For each neuron, an LN model was fitted to estimate its firing rate as a function of the preceding cochleagram. The LN model consists of an STRF, followed by a sigmoid nonlinearity (Fig 2A). As mentioned in the Methods, the STRF is the weighted sum of the cochleagram over frequency components at a span of latencies. The effect of different spans of latencies (lengths) of the STRF was investigated. For the held-out test set, and averaged over the 73 neurons, the mean normalized correlation coefficient, mean CC_{norm} [30,31], between the actual neural responses and the prediction of LN models with 25, 50, 100, 200, and 400 ms long STRFs are respectively 0.51, 0.64, 0.69, 0.71, and 0.71 (Fig 2B), where 1.0 is the maximum achievable prediction given the estimated neuronal noise and 0.0 indicates that there is no correlation between actual and predicted neural responses. The means of non-normalized Pearson correlation coefficients (CC) are 0.40, 0.50, 0.54, 0.55, and 0.55 respectively. Fig 2C shows STRFs of some example neurons estimated by the LN model.

A. The LN model, which consists of a spectrotemporal receptive field (STRF) followed by a sigmoid nonlinearity.
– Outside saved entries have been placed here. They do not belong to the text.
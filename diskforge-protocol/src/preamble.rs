//! The common preamble every destructive op runs through before it
//! touches a single byte (spec.md §4.5: "Common preamble").

use diskforge_backend::PlatformBackend;

use crate::error::{ProtocolError, Result};

pub fn ensure_not_system_disk(backend: &dyn PlatformBackend, path: &str) -> Result<()> {
    if backend.is_system_device(path)? {
        return Err(ProtocolError::Precondition(format!(
            "cannot write to system disk: {path}"
        )));
    }
    Ok(())
}

pub fn ensure_not_mounted(backend: &dyn PlatformBackend, path: &str) -> Result<()> {
    if backend.is_device_mounted(path)? {
        return Err(ProtocolError::Precondition(format!(
            "target is mounted, unmount it first: {path}"
        )));
    }
    Ok(())
}

/// `target ≥ source` is allowed; anything smaller fails naming both
/// sizes in the message (spec.md §8 boundary property, scenario 6).
pub fn check_sizes(source_size: u64, target_size: u64) -> Result<()> {
    if target_size < source_size {
        return Err(ProtocolError::Precondition(format!(
            "target size ({target_size} bytes) is smaller than source size ({source_size} bytes)"
        )));
    }
    Ok(())
}

pub fn resolve_extent_size(backend: &dyn PlatformBackend, path: &str) -> Result<u64> {
    if let Some(disk) = backend.get_disk_info(path)? {
        return Ok(disk.size_bytes);
    }
    if let Some(partition) = backend.get_partition_info(path)? {
        return Ok(partition.size_bytes);
    }
    Err(ProtocolError::Precondition(format!(
        "cannot resolve device: {path}"
    )))
}

#[cfg(test)]
mod tests {
    use super::*;
    use diskforge_backend::MemoryBackend;

    #[test]
    fn refuses_write_to_system_disk() {
        let backend = MemoryBackend::new();
        backend.add_disk("/dev/sda", 1024, None);
        backend.mark_system_disk("/dev/sda");
        assert!(ensure_not_system_disk(&backend, "/dev/sda").is_err());
    }

    #[test]
    fn size_check_allows_equal_sizes() {
        assert!(check_sizes(1024, 1024).is_ok());
        assert!(check_sizes(1024, 1023).is_err());
    }
}
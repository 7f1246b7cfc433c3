//! `Session`: the crate end users (CLI, GUI, or another embedder) build
//! against. A `Session` owns everything a sequence of disk operations
//! needs — config, the safety gate, the job runner, a lazily-constructed
//! platform backend, a scoped logger, and the report it writes on close.

pub mod error;
pub mod jobs;
pub mod logging;
pub mod report;
pub mod session;

pub use error::{DiskForgeError, Result};
pub use jobs::{
    CloneDiskJob, ClonePartitionJob, CreateImageJob, CreatePartitionJob, CreateRescueMediaJob,
    DeletePartitionJob, DiskInfoJob, FormatPartitionJob, JobPayload, ListDisksJob, RestoreImageJob,
    SessionJob,
};
pub use report::{DangerModeEvent, ErrorRecord, OperationRecord, ReportDocument, ReportSummary, SessionReport};
pub use session::{BackendFactory, Session};
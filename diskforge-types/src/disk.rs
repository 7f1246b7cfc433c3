use serde::{Deserialize, Serialize};
use std::fmt;

use crate::partition::{Partition, PartitionStyle};

/// Coarse classification of the physical/virtual medium backing a disk.
#[derive(Debug, Clone, Copy, PartialEq, Eq, Serialize, Deserialize)]
pub enum DiskType {
    Hdd,
    Ssd,
    Nvme,
    Usb,
    Virtual,
    Raid,
    Loop,
    Unknown,
}

impl fmt::Display for DiskType {
    fn fmt(&self, f: &mut fmt::Formatter<'_>) -> fmt::Result {
        let s = match self {
            Self::Hdd => "HDD",
            Self::Ssd => "SSD",
            Self::Nvme => "NVMe",
            Self::Usb => "USB",
            Self::Virtual => "Virtual",
            Self::Raid => "RAID",
            Self::Loop => "Loop",
            Self::Unknown => "Unknown",
        };
        f.write_str(s)
    }
}

/// SMART health snapshot for a disk, captured at inventory time.
#[derive(Debug, Clone, PartialEq, Serialize, Deserialize)]
pub struct SmartInfo {
    pub available: bool,
    pub healthy: bool,
    pub temperature_celsius: Option<i16>,
    pub power_on_hours: Option<u64>,
    pub reallocated_sectors: Option<u64>,
    pub pending_sectors: Option<u64>,
    /// Opaque, backend-specific raw attribute payload (e.g. the full
    /// `smartctl -j` JSON document) kept for audit/debugging but not
    /// interpreted by the core.
    pub raw: serde_json::Value,
}

impl Default for SmartInfo {
    fn default() -> Self {
        Self {
            available: false,
            healthy: true,
            temperature_celsius: None,
            power_on_hours: None,
            reallocated_sectors: None,
            pending_sectors: None,
            raw: serde_json::Value::Null,
        }
    }
}

/// A physical or virtual disk and its partitions.
#[derive(Debug, Clone, PartialEq, Serialize, Deserialize)]
pub struct Disk {
    pub device_path: String,
    pub model: String,
    pub serial: Option<String>,
    pub vendor: Option<String>,
    pub firmware_version: Option<String>,
    pub wwn: Option<String>,
    pub interface: Option<String>,

    pub size_bytes: u64,
    pub sector_size: u64,

    pub disk_type: DiskType,
    pub partition_style: PartitionStyle,

    pub is_removable: bool,
    pub is_read_only: bool,
    pub is_system_disk: bool,

    /// Ordered by `Partition::number`.
    pub partitions: Vec<Partition>,

    pub smart_info: Option<SmartInfo>,
}

impl Disk {
    pub fn size_sectors(&self) -> u64 {
        if self.sector_size == 0 {
            0
        } else {
            self.size_bytes / self.sector_size
        }
    }

    pub fn total_partition_size(&self) -> u64 {
        self.partitions.iter().map(|p| p.size_bytes).sum()
    }

    pub fn unallocated_bytes(&self) -> u64 {
        self.size_bytes.saturating_sub(self.total_partition_size())
    }

    pub fn partition_by_number(&self, number: u32) -> Option<&Partition> {
        self.partitions.iter().find(|p| p.number == number)
    }

    pub fn partition_by_device_path(&self, path: &str) -> Option<&Partition> {
        self.partitions.iter().find(|p| p.device_path == path)
    }
}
B. Normalized correlation coefficients (CC_{norm}) between neural responses and the prediction of the LN model with different latency spans. Each black dot represents a neuron, the curve indicates the mean over 73 neurons and error bars indicate standard error of the mean. C. STRFs of some example neurons, for LN models with different latency spans. Red, excitatory fields, blue, inhibitory. Excitatory and inhibitory fields extend up to 100 ms in most cases and up to 200 ms in some cases.

A network receptive field model (the NRF model) was also developed and fitted to each neuron. This model consisted of the weighted sum of multiple LN-like units. This model is the same as a previously published version [23], except that it uses sigmoid nonlinearities instead of scaled tanh non-linearities. A sigmoid non-linearity was used to be consistent with the dynamic network model that we will come to, which requires non-negative outputs and hence also uses sigmoid non-linearities. The NRF model we use here is essentially an artificial neural network with a single hidden layer, using a sigmoid non-linearity in its hidden units and its single output unit (Fig 3A). The NRF model makes use of multiple component STRFs, which allows modelling of neuronal sensitivity to non-linear interactions of multiple features [23]. STRFs of at least 400 ms are needed for best performance in predicting neural responses (Fig 3B). For the test set, the mean CC_{norm} between neural responses and the model predictions made by NRF models with 25, 50, 100, 200 and 400 ms long component STRFs are 0.51, 0.64, 0.70, 0.72 and 0.73, respectively (mean CC 0.40, 0.50, 0.54, 0.55 and 0.56, respectively). The NRF model predicts the neural responses equal to or better than the LN model over all durations examined, although by a more modest amount than seen in an earlier study [23]. This may be because the NRF model in this study uses a sigmoid rather than tanh nonlinearity, or because the earlier study [23] used a different way of selecting the test set. Fig 3C shows the input weights (analogous to STRFs) for the ‘effective’ HUs (see Methods) of the model-fit for one example neuron, obtained using the NRF model. Fig 3D and Fig 3E show the ‘effectiveness’ (see Methods) and IE score (see Methods) of the units shown in Fig 3C.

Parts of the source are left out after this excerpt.